Extracted material:
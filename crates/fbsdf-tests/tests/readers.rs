//! Integration tests for the two ready-made consumers: the PBRT-style
//! table builder and the standard first-basis-function reader.

use fbsdf_decoder::{DecodeError, PbrtBsdfReader, read_standard_bsdf};
use fbsdf_tests::{FIXTURES, open_fixture};

// ── PBRT tables ───────────────────────────────────────────────────────────────

#[test]
fn pbrt_table_for_monochrome_glass() {
    let table = PbrtBsdfReader::read(open_fixture("mono_glass").unwrap()).unwrap();

    assert_eq!(table.eta, 1.5046);
    assert_eq!(table.m_max, 6);
    assert_eq!(table.n_channels, 1);
    assert_eq!(table.mu, [-1.0, -0.5, -0.1, 0.1, 0.5, 1.0]);
    assert_eq!(table.cdf.len(), 36);
    assert_eq!(table.a.len(), 91);
    assert!(table.a0.iter().all(|&a0| a0 == 1.0));

    // Cell order is min(i, o) + 1.
    let (m, ak) = table.get_ak(4, 2);
    assert_eq!(m, 3);
    assert_eq!(&ak[..m], &[1.0, 0.5, 0.25]);
}

#[test]
fn pbrt_table_for_rgb_grid() {
    let table = PbrtBsdfReader::read(open_fixture("rgb_grid").unwrap()).unwrap();

    assert_eq!(table.n_channels, 3);
    assert_eq!(table.m_max, 3);
    assert_eq!(table.m.len(), 25);
    assert!(table.m.iter().all(|&m| (1..=3).contains(&m)));

    // Cell (i = 2, o = 0) has order 1 + (2 + 0) % 3 = 3: luminance, red, blue.
    let (m, ak) = table.get_ak(2, 0);
    assert_eq!(m, 3);
    assert_eq!(
        &ak[..m * 3],
        &[1.0, 0.5, 1.0 / 3.0, 2.0, 1.0, 2.0 / 3.0, 3.0, 1.5, 1.0]
    );
}

#[test]
fn pbrt_reader_accepts_only_uniform_materials() {
    for fixture in &FIXTURES {
        let result = PbrtBsdfReader::read(fixture.open().unwrap());
        let supported = fixture.params.num_basis_functions == 1
            && matches!(fixture.params.num_color_channels, 1 | 3);
        match result {
            Ok(_) => assert!(supported, "{} should be refused", fixture.name),
            Err(DecodeError::Rejected(_)) => assert!(!supported, "{} should load", fixture.name),
            Err(e) => panic!("{}: unexpected error {e}", fixture.name),
        }
    }
}

// ── Standard reader ───────────────────────────────────────────────────────────

#[test]
fn standard_reader_on_rgb_grid() {
    let bsdf = read_standard_bsdf(open_fixture("rgb_grid").unwrap()).unwrap();

    assert_eq!(bsdf.elevational_samples, [-1.0, -0.5, 0.0, 0.5, 1.0]);
    assert_eq!(bsdf.num_color_channels, 3);
    assert_eq!(bsdf.series.len(), 25);
    assert_eq!(bsdf.y_coefficients.len(), 50);

    // Channel `c` of every coefficient is (c + 1) / (order + 1).
    for extent in &bsdf.series {
        for order in 0..extent.length {
            let at = extent.offset + order;
            let expected = |channel: usize| (channel + 1) as f32 / (order + 1) as f32;
            assert_eq!(bsdf.y_coefficients[at], expected(0));
            assert_eq!(bsdf.r_coefficients[at], expected(1));
            assert_eq!(bsdf.b_coefficients[at], expected(2));
        }
    }
    assert_eq!(bsdf.roughness_top, 0.1);
}

#[test]
fn standard_reader_keeps_the_first_basis_function() {
    let bsdf = read_standard_bsdf(open_fixture("textured").unwrap()).unwrap();

    assert_eq!(bsdf.cdf.len(), 9);
    assert_eq!(bsdf.y_coefficients, [1.0f32, 0.25].repeat(9));
    assert_eq!(bsdf.roughness_top, 0.5);
    assert_eq!(bsdf.roughness_bottom, 0.25);
}

#[test]
fn standard_and_pbrt_agree_on_a_single_channel_file() {
    let bsdf = read_standard_bsdf(open_fixture("mono_glass").unwrap()).unwrap();
    let table = PbrtBsdfReader::read(open_fixture("mono_glass").unwrap()).unwrap();

    assert_eq!(bsdf.y_coefficients, table.a);
    assert_eq!(bsdf.cdf, table.cdf);
    for (extent, (&offset, &m)) in bsdf.series.iter().zip(table.a_offset.iter().zip(&table.m)) {
        assert_eq!(extent.offset, offset);
        assert_eq!(extent.length, m);
    }
}

#[test]
fn standard_reader_rejections_on_fixtures() {
    let message = |name: &str| match read_standard_bsdf(open_fixture(name).unwrap()) {
        Err(DecodeError::Rejected(m)) => m,
        other => panic!("{name}: expected a rejection, got {other:?}"),
    };

    assert_eq!(message("empty"), "the input does not contain any basis functions");
    assert_eq!(message("minimal"), "the input must contain at least 3 elevational samples");
}
use crate::section::Section;

/// Errors raised while reading the fixed header or the raw body bytes of a
/// Fourier BSDF file.
///
/// Every variant that points into the byte stream carries the absolute
/// offset (from the first magic byte) where the problem was found.
#[derive(Debug, thiserror::Error)]
pub enum WireError {
    /// The very first read failed with an I/O error other than EOF.
    #[error("bad stream passed: {0}")]
    BadStream(#[source] std::io::Error),

    /// Input ended before a complete header field or section was read.
    #[error("unexpected end of input at offset {offset}")]
    UnexpectedEof { offset: u64 },

    /// Magic bytes did not spell "SCATFUN".
    #[error("invalid magic: expected \"SCATFUN\", got {found:02X?}")]
    InvalidMagic { found: [u8; 7] },

    /// Only version 1 of the format exists.
    #[error("unsupported version {version}, only version 1 is supported")]
    UnsupportedVersion { version: u8 },

    /// Flag bits 2-31 were set.
    #[error("reserved flags were set: {flags:#010X}")]
    ReservedFlags { flags: u32 },

    /// Index of refraction was non-finite or below 1.0.
    #[error("invalid index of refraction: {value}")]
    InvalidIndexOfRefraction { value: f32 },

    /// A roughness value was non-finite or not strictly positive.
    #[error("invalid roughness: {value}")]
    InvalidRoughness { value: f32 },

    /// One of the two trailing reserved words was non-zero.
    #[error("reserved bytes at offset {offset} were {value:#010X}, expected 0")]
    ReservedNonZero { offset: u64, value: u32 },

    /// A section's size, derived from header counts, overflows 64 bits.
    #[error("input too large to fit in memory: {section} section size overflows")]
    TooLarge { section: Section },

    /// I/O error after the header started decoding.
    #[error(transparent)]
    Io(#[from] std::io::Error),
}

Work order: When you copy the data, keep every line word for word.

Expected output:
filename crates/fbsdf-tests/tests/readers.rs
//! Integration tests for the two ready-made consumers: the PBRT-style
//! table builder and the standard first-basis-function reader.

use fbsdf_decoder::{DecodeError, PbrtBsdfReader, read_standard_bsdf};
use fbsdf_tests::{FIXTURES, open_fixture};

// ── PBRT tables ───────────────────────────────────────────────────────────────

#[test]
fn pbrt_table_for_monochrome_glass() {
    let table = PbrtBsdfReader::read(open_fixture("mono_glass").unwrap()).unwrap();

    assert_eq!(table.eta, 1.5046);
    assert_eq!(table.m_max, 6);
    assert_eq!(table.n_channels, 1);
    assert_eq!(table.mu, [-1.0, -0.5, -0.1, 0.1, 0.5, 1.0]);
    assert_eq!(table.cdf.len(), 36);
    assert_eq!(table.a.len(), 91);
    assert!(table.a0.iter().all(|&a0| a0 == 1.0));

    // Cell order is min(i, o) + 1.
    let (m, ak) = table.get_ak(4, 2);
    assert_eq!(m, 3);
    assert_eq!(&ak[..m], &[1.0, 0.5, 0.25]);
}

#[test]
fn pbrt_table_for_rgb_grid() {
    let table = PbrtBsdfReader::read(open_fixture("rgb_grid").unwrap()).unwrap();

    assert_eq!(table.n_channels, 3);
    assert_eq!(table.m_max, 3);
    assert_eq!(table.m.len(), 25);
    assert!(table.m.iter().all(|&m| (1..=3).contains(&m)));

    // Cell (i = 2, o = 0) has order 1 + (2 + 0) % 3 = 3: luminance, red, blue.
    let (m, ak) = table.get_ak(2, 0);
    assert_eq!(m, 3);
    assert_eq!(
        &ak[..m * 3],
        &[1.0, 0.5, 1.0 / 3.0, 2.0, 1.0, 2.0 / 3.0, 3.0, 1.5, 1.0]
    );
}

#[test]
fn pbrt_reader_accepts_only_uniform_materials() {
    for fixture in &FIXTURES {
        let result = PbrtBsdfReader::read(fixture.open().unwrap());
        let supported = fixture.params.num_basis_functions == 1
            && matches!(fixture.params.num_color_channels, 1 | 3);
        match result {
            Ok(_) => assert!(supported, "{} should be refused", fixture.name),
            Err(DecodeError::Rejected(_)) => assert!(!supported, "{} should load", fixture.name),
            Err(e) => panic!("{}: unexpected error {e}", fixture.name),
        }
    }
}

// ── Standard reader ───────────────────────────────────────────────────────────

#[test]
fn standard_reader_on_rgb_grid() {
    let bsdf = read_standard_bsdf(open_fixture("rgb_grid").unwrap()).unwrap();

    assert_eq!(bsdf.elevational_samples, [-1.0, -0.5, 0.0, 0.5, 1.0]);
    assert_eq!(bsdf.num_color_channels, 3);
    assert_eq!(bsdf.series.len(), 25);
    assert_eq!(bsdf.y_coefficients.len(), 50);

    // Channel `c` of every coefficient is (c + 1) / (order + 1).
    for extent in &bsdf.series {
        for order in 0..extent.length {
            let at = extent.offset + order;
            let expected = |channel: usize| (channel + 1) as f32 / (order + 1) as f32;
            assert_eq!(bsdf.y_coefficients[at], expected(0));
            assert_eq!(bsdf.r_coefficients[at], expected(1));
            assert_eq!(bsdf.b_coefficients[at], expected(2));
        }
    }
    assert_eq!(bsdf.roughness_top, 0.1);
}

#[test]
fn standard_reader_keeps_the_first_basis_function() {
    let bsdf = read_standard_bsdf(open_fixture("textured").unwrap()).unwrap();

    assert_eq!(bsdf.cdf.len(), 9);
    assert_eq!(bsdf.y_coefficients, [1.0f32, 0.25].repeat(9));
    assert_eq!(bsdf.roughness_top, 0.5);
    assert_eq!(bsdf.roughness_bottom, 0.25);
}

#[test]
fn standard_and_pbrt_agree_on_a_single_channel_file() {
    let bsdf = read_standard_bsdf(open_fixture("mono_glass").unwrap()).unwrap();
    let table = PbrtBsdfReader::read(open_fixture("mono_glass").unwrap()).unwrap();

    assert_eq!(bsdf.y_coefficients, table.a);
    assert_eq!(bsdf.cdf, table.cdf);
    for (extent, (&offset, &m)) in bsdf.series.iter().zip(table.a_offset.iter().zip(&table.m)) {
        assert_eq!(extent.offset, offset);
        assert_eq!(extent.length, m);
    }
}

#[test]
fn standard_reader_rejections_on_fixtures() {
    let message = |name: &str| match read_standard_bsdf(open_fixture(name).unwrap()) {
        Err(DecodeError::Rejected(m)) => m,
        other => panic!("{name}: expected a rejection, got {other:?}"),
    };

    assert_eq!(message("empty"), "the input does not contain any basis functions");
    assert_eq!(message("minimal"), "the input must contain at least 3 elevational samples");
}
use crate::section::Section;

/// Errors raised while reading the fixed header or the raw body bytes of a
/// Fourier BSDF file.
///
/// Every variant that points into the byte stream carries the absolute
/// offset (from the first magic byte) where the problem was found.
#[derive(Debug, thiserror::Error)]
pub enum WireError {
    /// The very first read failed with an I/O error other than EOF.
    #[error("bad stream passed: {0}")]
    BadStream(#[source] std::io::Error),

    /// Input ended before a complete header field or section was read.
    #[error("unexpected end of input at offset {offset}")]
    UnexpectedEof { offset: u64 },

    /// Magic bytes did not spell "SCATFUN".
    #[error("invalid magic: expected \"SCATFUN\", got {found:02X?}")]
    InvalidMagic { found: [u8; 7] },

    /// Only version 1 of the format exists.
    #[error("unsupported version {version}, only version 1 is supported")]
    UnsupportedVersion { version: u8 },

    /// Flag bits 2-31 were set.
    #[error("reserved flags were set: {flags:#010X}")]
    ReservedFlags { flags: u32 },

    /// Index of refraction was non-finite or below 1.0.
    #[error("invalid index of refraction: {value}")]
    InvalidIndexOfRefraction { value: f32 },

    /// A roughness value was non-finite or not strictly positive.
    #[error("invalid roughness: {value}")]
    InvalidRoughness { value: f32 },

    /// One of the two trailing reserved words was non-zero.
    #[error("reserved bytes at offset {offset} were {value:#010X}, expected 0")]
    ReservedNonZero { offset: u64, value: u32 },

    /// A section's size, derived from header counts, overflows 64 bits.
    #[error("input too large to fit in memory: {section} section size overflows")]
    TooLarge { section: Section },

    /// I/O error after the header started decoding.
    #[error(transparent)]
    Io(#[from] std::io::Error),
}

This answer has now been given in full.